• [WHAT THE TASK REQUIRES]: Only the lines from the one with "mod dispatcher;" through the end of the data are wanted, copied exactly.

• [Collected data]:
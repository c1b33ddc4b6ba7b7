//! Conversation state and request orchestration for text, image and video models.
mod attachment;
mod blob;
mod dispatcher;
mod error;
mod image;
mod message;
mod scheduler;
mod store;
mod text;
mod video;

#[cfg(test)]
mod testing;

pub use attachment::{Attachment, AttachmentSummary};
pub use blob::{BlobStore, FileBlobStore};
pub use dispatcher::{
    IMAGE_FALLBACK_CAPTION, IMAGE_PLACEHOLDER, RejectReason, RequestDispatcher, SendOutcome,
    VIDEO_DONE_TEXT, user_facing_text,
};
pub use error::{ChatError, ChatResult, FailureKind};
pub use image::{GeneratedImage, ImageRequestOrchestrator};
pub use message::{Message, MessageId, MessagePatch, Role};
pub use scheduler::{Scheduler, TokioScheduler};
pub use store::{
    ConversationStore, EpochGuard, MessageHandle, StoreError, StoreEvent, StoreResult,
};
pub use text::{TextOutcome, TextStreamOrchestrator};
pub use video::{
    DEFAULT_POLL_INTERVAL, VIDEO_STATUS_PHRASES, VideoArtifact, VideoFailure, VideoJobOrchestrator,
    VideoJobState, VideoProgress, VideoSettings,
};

• [OUTPUT FOR THIS TASK]:
mod dispatcher;
mod error;
mod image;
mod message;
mod scheduler;
mod store;
mod text;
mod video;

#[cfg(test)]
mod testing;

pub use attachment::{Attachment, AttachmentSummary};
pub use blob::{BlobStore, FileBlobStore};
pub use dispatcher::{
    IMAGE_FALLBACK_CAPTION, IMAGE_PLACEHOLDER, RejectReason, RequestDispatcher, SendOutcome,
    VIDEO_DONE_TEXT, user_facing_text,
};
pub use error::{ChatError, ChatResult, FailureKind};
pub use image::{GeneratedImage, ImageRequestOrchestrator};
pub use message::{Message, MessageId, MessagePatch, Role};
pub use scheduler::{Scheduler, TokioScheduler};
pub use store::{
    ConversationStore, EpochGuard, MessageHandle, StoreError, StoreEvent, StoreResult,
};
pub use text::{TextOutcome, TextStreamOrchestrator};
pub use video::{
    DEFAULT_POLL_INTERVAL, VIDEO_STATUS_PHRASES, VideoArtifact, VideoFailure, VideoJobOrchestrator,
    VideoJobState, VideoProgress, VideoSettings,
};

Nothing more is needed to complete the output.